The Price of Things We’ve Lost

When I was 16 years old, I went against my parents’ advice and pleading to withdraw from the high school wrestling team. Despite the fact that I only weighed about 100 pounds and barely qualified for the lowest weight class, the ego in my head outweighed every ounce of logic around it. As it turns out, my parents were right, and I had to suffer the agony of that – literally. I had a bad accident during  pre-season practice and broke my arm so badly that it needed reconstruction with surgery and 1 year of physical therapy. At the time, my family didn’t have medical insurance and the fees were sky rocketing high. Because skipping any medical treatment would mean lifetime restriction of the usage of my arm, my parents paid for all the medical fees out of pocket – so that their son could regain something he was born with – his left arm.

People are willing to pay a lot for what they’ve lost – whether it be health, an ailing family member, articles and items, or even lost business. In my years of consulting with large corporations, I’ve seen many companies whom are complacent with their market share become lost when their business starts to decline. When this situation occurs, they start to scramble for action to regain the business which they have lost. They start to invest more – whether it be hiring people, spending on marketing activity, or just spending more of their workforce’s time and effort to try and regain the lost market share. It’s interesting how a complacent attitude has now become an attitude for change and effort.

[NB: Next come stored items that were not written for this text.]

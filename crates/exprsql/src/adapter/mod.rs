//! Dialect adapters.
//!
//! The builder is provider-agnostic: everything dialect specific (identifier
//! quoting, placeholder syntax, pagination, INSERT/UPDATE/DELETE templates)
//! goes through a [`SqlAdapter`]. Adapters are read-only and shared between
//! builders through an `Arc`.

mod ident;
mod mysql;
mod postgres;
mod sqlite;
mod sqlserver;

pub use ident::{IdentPart, QuoteStyle};
pub use mysql::MySqlAdapter;
pub use postgres::PostgresAdapter;
pub use sqlite::SqliteAdapter;
pub use sqlserver::SqlServerAdapter;

use crate::error::SqlBuildError;
use serde::Deserialize;
use std::str::FromStr;
use std::sync::Arc;

/// The clauses of a rendered SELECT, each already prefixed with its keyword
/// (`"WHERE ..."`) or empty.
#[derive(Debug, Clone, Copy, Default)]
pub struct QueryParts<'a> {
    pub selection: &'a str,
    pub source: &'a str,
    pub conditions: &'a str,
    pub grouping: &'a str,
    pub having: &'a str,
    pub order: &'a str,
    pub page_size: Option<u64>,
    pub page_index: u64,
}

/// One INSERT row: `(column, placeholder)` pairs.
pub type InsertRow = Vec<(String, String)>;

/// Provider-specific SQL syntax.
pub trait SqlAdapter: Send + Sync + std::fmt::Debug {
    /// Short dialect name for diagnostics.
    fn name(&self) -> &'static str;

    fn quote_table(&self, name: &str) -> String;

    fn quote_column(&self, name: &str) -> String;

    /// Qualified column reference.
    fn field(&self, table: &str, column: &str) -> String {
        format!("{}.{}", self.quote_table(table), self.quote_column(column))
    }

    /// Placeholder for the parameter `name`, which is the `index`-th (1-based)
    /// value issued by the builder.
    fn parameter(&self, name: &str, _index: usize) -> String {
        format!("@{name}")
    }

    /// Pagination suffix, or `None` when no pagination applies.
    fn pagination(&self, page_size: Option<u64>, page_index: u64) -> Option<String>;

    /// Full SELECT statement.
    fn query_string(&self, parts: &QueryParts<'_>) -> String {
        let select = format!("SELECT {} FROM {}", parts.selection, parts.source);
        let page = self.pagination(parts.page_size, parts.page_index);
        join_clauses(&[
            select.as_str(),
            parts.conditions,
            parts.grouping,
            parts.having,
            parts.order,
            page.as_deref().unwrap_or(""),
        ])
    }

    /// `INSERT INTO table (...) VALUES (...), (...)` plus the output clause.
    ///
    /// `table` is already quoted; columns are raw names.
    fn insert_command(&self, table: &str, rows: &[InsertRow], output: &[String]) -> String;

    /// `INSERT INTO target (...) SELECT ... FROM source WHERE ...`
    fn insert_from_command(
        &self,
        target: &str,
        columns: &[String],
        selection: &str,
        source: &str,
        conditions: &str,
    ) -> String {
        let cols: Vec<String> = columns.iter().map(|c| self.quote_column(c)).collect();
        let insert = format!(
            "INSERT INTO {} ({}) SELECT {} FROM {}",
            target,
            cols.join(", "),
            selection,
            source
        );
        join_clauses(&[insert.as_str(), conditions])
    }

    /// `UPDATE source SET ... WHERE ...`
    fn update_command(&self, set: &str, source: &str, conditions: &str) -> String {
        let update = format!("UPDATE {source} SET {set}");
        join_clauses(&[update.as_str(), conditions])
    }

    /// `DELETE FROM source WHERE ...`
    fn delete_command(&self, source: &str, conditions: &str) -> String {
        let delete = format!("DELETE FROM {source}");
        join_clauses(&[delete.as_str(), conditions])
    }
}

/// Join non-empty clauses with single spaces.
pub fn join_clauses(clauses: &[&str]) -> String {
    let mut out = String::new();
    for clause in clauses.iter().filter(|c| !c.is_empty()) {
        if !out.is_empty() {
            out.push(' ');
        }
        out.push_str(clause);
    }
    out
}

/// Render the shared `INSERT INTO t (cols) VALUES (..), (..)` body.
pub(crate) fn insert_values(
    adapter: &(impl SqlAdapter + ?Sized),
    table: &str,
    rows: &[InsertRow],
    output: Option<&str>,
) -> String {
    let columns: Vec<String> = rows
        .first()
        .map(|row| row.iter().map(|(c, _)| adapter.quote_column(c)).collect())
        .unwrap_or_default();
    let values: Vec<String> = rows
        .iter()
        .map(|row| {
            let placeholders: Vec<&str> = row.iter().map(|(_, p)| p.as_str()).collect();
            format!("({})", placeholders.join(", "))
        })
        .collect();

    match output {
        Some(output) => format!(
            "INSERT INTO {} ({}) {} VALUES {}",
            table,
            columns.join(", "),
            output,
            values.join(", ")
        ),
        None => format!(
            "INSERT INTO {} ({}) VALUES {}",
            table,
            columns.join(", "),
            values.join(", ")
        ),
    }
}

/// Built-in dialects.
#[derive(Debug, Clone, Copy, PartialEq, Eq, Hash, Deserialize)]
#[serde(rename_all = "lowercase")]
pub enum Dialect {
    #[serde(alias = "mariadb")]
    MySql,
    #[serde(alias = "postgresql", alias = "pg")]
    Postgres,
    #[serde(alias = "mssql")]
    SqlServer,
    Sqlite,
}

impl Dialect {
    /// Shared adapter instance for this dialect.
    pub fn adapter(self) -> Arc<dyn SqlAdapter> {
        match self {
            Dialect::MySql => Arc::new(MySqlAdapter),
            Dialect::Postgres => Arc::new(PostgresAdapter),
            Dialect::SqlServer => Arc::new(SqlServerAdapter),
            Dialect::Sqlite => Arc::new(SqliteAdapter),
        }
    }
}

impl FromStr for Dialect {
    type Err = SqlBuildError;

    fn from_str(s: &str) -> Result<Self, Self::Err> {
        match s.trim().to_ascii_lowercase().as_str() {
            "mysql" | "mariadb" => Ok(Dialect::MySql),
            "postgres" | "postgresql" | "pg" => Ok(Dialect::Postgres),
            "sqlserver" | "mssql" => Ok(Dialect::SqlServer),
            "sqlite" => Ok(Dialect::Sqlite),
            other => Err(SqlBuildError::configuration(format!(
                "unknown SQL dialect '{other}'"
            ))),
        }
    }
}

This is where the opportunity can be found. For those of us in business development, identifying which of your customers are the subject of losing something can be your newfound opportunity to contribute and assist. At this point, their intention level should be higher to understand your service and offerings. More importantly, this is a time to discuss where the new goals and aspirations are – topics which business leaders prefer. And when the objection comes up as to the expensive cost of your service offering – the counter-question should be “What have you paid so far, for what you’ve lost?”